## AIM OF THE EXERCISE
Once you reach the line containing "pub const IMAGE_EXTENSIONS: &[&str]", copy it and every line after it exactly, through the end of the data below.

## PROVIDED ENTRIES
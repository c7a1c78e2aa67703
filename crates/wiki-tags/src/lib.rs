//! Tag index for WikiTrees.
//!
//! The index is a single CSV blob (`filename,tags`) stored in the page
//! container. Every lookup parses the whole document; every mutation is a
//! read → edit in memory → rewrite of the whole document. Rewrites are
//! conditional on the version that was read, so two concurrent mutations
//! cannot silently drop each other's change: the loser re-reads and retries.
//!
//! # Key Types
//!
//! - [`TagIndex`] -- Lookup and mutation against the stored document
//! - [`TagDocument`] -- The parsed document (ordered rows)
//! - [`TagRecord`] -- One `filename,tags` row
//! - [`TagCodec`] -- Parse/serialize seam, implemented by [`CsvTagCodec`]

pub mod codec;
pub mod document;
pub mod error;
pub mod index;

pub use codec::{CsvTagCodec, TagCodec, HEADER};
pub use document::{
    validate_filename, validate_tag, MatchMode, TagDocument, TagRecord, TagUpdate, TAG_SEPARATOR,
};
pub use error::{TagError, TagResult};
pub use index::{MissingDocument, TagIndex, TagIndexOptions, WriteDiscipline};
use serde::{Deserialize, Serialize};

/// Extensions that mark an uploaded file as an image.
pub const IMAGE_EXTENSIONS: &[&str] = &["png", "jpg", "jpeg"];

/// Extensions of non-page data files kept next to pages (the tag document).
pub const DATA_EXTENSIONS: &[&str] = &["csv"];

/// What a stored file is, judged by its extension.
///
/// Pages and data files share one container, so every listing of pages has
/// to filter by kind. Add new non-page extensions here, not at call sites.
#[derive(Clone, Copy, Debug, PartialEq, Eq, Hash, Serialize, Deserialize)]
#[serde(rename_all = "lowercase")]
pub enum FileKind {
    Page,
    Image,
    Data,
}

impl FileKind {
    /// Classify a file name. Matching is ASCII case-insensitive.
    pub fn from_filename(name: &str) -> Self {
        let Some((_, ext)) = name.rsplit_once('.') else {
            return Self::Page;
        };
        let matches = |list: &[&str]| list.iter().any(|e| e.eq_ignore_ascii_case(ext));
        if matches(IMAGE_EXTENSIONS) {
            Self::Image
        } else if matches(DATA_EXTENSIONS) {
            Self::Data
        } else {
            Self::Page
        }
    }

    pub fn is_page(self) -> bool {
        self == Self::Page
    }
}

impl std::fmt::Display for FileKind {
    fn fmt(&self, f: &mut std::fmt::Formatter<'_>) -> std::fmt::Result {
        match self {
            Self::Page => write!(f, "page"),
            Self::Image => write!(f, "image"),
            Self::Data => write!(f, "data"),
        }
    }
}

## TASK SOLUTION
pub const IMAGE_EXTENSIONS: &[&str] = &["png", "jpg", "jpeg"];

/// Extensions of non-page data files kept next to pages (the tag document).
pub const DATA_EXTENSIONS: &[&str] = &["csv"];

/// What a stored file is, judged by its extension.
///
/// Pages and data files share one container, so every listing of pages has
/// to filter by kind. Add new non-page extensions here, not at call sites.
#[derive(Clone, Copy, Debug, PartialEq, Eq, Hash, Serialize, Deserialize)]
#[serde(rename_all = "lowercase")]
pub enum FileKind {
    Page,
    Image,
    Data,
}

impl FileKind {
    /// Classify a file name. Matching is ASCII case-insensitive.
    pub fn from_filename(name: &str) -> Self {
        let Some((_, ext)) = name.rsplit_once('.') else {
            return Self::Page;
        };
        let matches = |list: &[&str]| list.iter().any(|e| e.eq_ignore_ascii_case(ext));
        if matches(IMAGE_EXTENSIONS) {
            Self::Image
        } else if matches(DATA_EXTENSIONS) {
            Self::Data
        } else {
            Self::Page
        }
    }

    pub fn is_page(self) -> bool {
        self == Self::Page
    }
}

impl std::fmt::Display for FileKind {
    fn fmt(&self, f: &mut std::fmt::Formatter<'_>) -> std::fmt::Result {
        match self {
            Self::Page => write!(f, "page"),
            Self::Image => write!(f, "image"),
            Self::Data => write!(f, "data"),
        }
    }
}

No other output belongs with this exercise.